Bouwhistorische bronnen
Hoewel de Nederlandse kastelenkunde sterk gefundeerd is op de bouwhistorie, is juist het bouwhistorisch onderzoek naar kastelen ondervertegenwoordigd in het Oversticht. Dat komt vooral omdat veel middeleeuwse burchten in latere perioden zijn opgenomen in nieuwbouw of zijn gesloopt en vervolgens overbouwd. Als een kasteel buiten gebruik raakte werd veelal in de daaropvolgende eeuwen het nog bruikbare bouwmateriaal weggehaald. Vaak is bij ruilverkavelingen dan het overgebleven reliëf – te denken valt aan de wallen, grachten en de kasteeleilanden – ook nog eens geëgaliseerd ten behoeve van de landbouw.

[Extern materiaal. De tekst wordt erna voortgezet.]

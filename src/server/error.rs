//! Error-to-HTTP mapping.

use axum::http::StatusCode;
use axum::response::{IntoResponse, Response};
use axum::Json;
use serde::Serialize;

use crate::errors::{Error, Kind};

/// JSON error body: `{"code": ..., "message": ...}`.
#[derive(Debug, Serialize)]
pub struct ErrorResponse {
    pub code: u16,
    pub message: String,
}

impl ErrorResponse {
    pub fn new(code: StatusCode, message: impl Into<String>) -> Self {
        Self {
            code: code.as_u16(),
            message: message.into(),
        }
    }

    /// Map a domain error to its status code and deepest message.
    pub fn from_error(err: &Error) -> Self {
        let code = match err.kind() {
            Kind::Duplicate | Kind::Invalid => StatusCode::BAD_REQUEST,
            Kind::NotFound => StatusCode::NOT_FOUND,
            Kind::Permission => StatusCode::UNAUTHORIZED,
            _ => StatusCode::INTERNAL_SERVER_ERROR,
        };

        Self::new(code, err.deepest_message())
    }
}

impl IntoResponse for ErrorResponse {
    fn into_response(self) -> Response {
        let status =
            StatusCode::from_u16(self.code).unwrap_or(StatusCode::INTERNAL_SERVER_ERROR);
        (status, Json(self)).into_response()
    }
}

#[cfg(test)]
mod tests {
    use super::*;

    #[test]
    fn kinds_map_to_the_documented_status_codes() {
        for (kind, code) in [
            (Kind::Duplicate, 400),
            (Kind::Invalid, 400),
            (Kind::NotFound, 404),
            (Kind::Permission, 401),
            (Kind::Internal, 500),
            (Kind::Io, 500),
            (Kind::Transient, 500),
        ] {
            let res = ErrorResponse::from_error(&Error::new(kind).msg("boom"));
            assert_eq!(res.code, code, "{kind:?}");
            assert_eq!(res.message, "boom");
        }
    }

    #[test]
    fn message_is_the_deepest_in_the_chain() {
        let err = Error::new(Kind::Other).op("api/get").wrap(
            Error::new(Kind::NotFound)
                .op("service.get")
                .msg("entity edgestore:t1:u1 not found in cache"),
        );
        let res = ErrorResponse::from_error(&err);
        assert_eq!(res.code, 404);
        assert_eq!(res.message, "entity edgestore:t1:u1 not found in cache");
    }
}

Het is door deze ontwikkeling dat we slechts bij een gering aantal kastelen nog overblijfselen aantreffen van opgaand middeleeuwse muurwerk. Alleen bij Bentheim, Lage, Echten, Nijenhuis-Wijhe, Rechteren, Ter Hansouwe en Coevorden blijkt dit aanwezig. Van de laatste twee kastelen is het niet eens zeker of het om middeleeuwse bouwdelen gaat. Bentheim en Lage zijn nooit aan een grondig bouwhistorisch onderzoek onderworpen.
Iconografische bronnen
Soms konden we een indruk van middeleeuwse bouwfasen verkrijgen door bestudering van iconografische bronnen. Van veel adellijke huizen zijn namelijk in de eerste helft van de achttiende eeuw zogenoemde kasteelportretten vervaardigd.76 Deze tekeningen kunnen een waardevolle bron van informatie vormen, omdat middeleeuwse delen soms nog zichtbaar zijn op de tekening. Toch moet voorzichtig worden omgegaan met zulke bronnen, want niet elke kunstenaar tekende of schilderde even accuraat.77 We maken in de catalogus vooral gebruik van het werk van Cornelis Pronk en Abraham de Haen uit de eerste helft van de achttiende eeuw. Deze kunstenaars worden door kenners als betrouwbaar gezien.78 De kunstenaar Jacobus Stellingwerf was ook zeer actief op dit front, maar de historische accuratesse in zijn werk is in vele gevallen twijfelachtig.79 In totaal konden we op achttien tekeningen mogelijke middeleeuwse gebouwsporen identificeren.
74 Wng nr. 427292 Deze beschrijving staat alleen in ARCHIS en is niet opgenomen in een RAAP rapport. Omdat de resultaten voor slechts een klein publiek toegankelijk zijn wordt in de catalogus veel aandacht besteed aan de waarnemingen; Van Doesburg et al. 2009.
75 Mulock Houwer 1921; Eshuis 1950; Olde Meierink 1980: 185-186; ARCHIS wng nr. 24475.
76 Beelaerts van Blokland & Dumas 2005: 52.
77 Beelaerts van Blokland & Dumas 2005: 55.
78 Gevers & A.J. Mensema 1995: 50.
79 Gevers & Mensema 1995: 52; Beelaerts van Blokland & Dumas 2005: 56.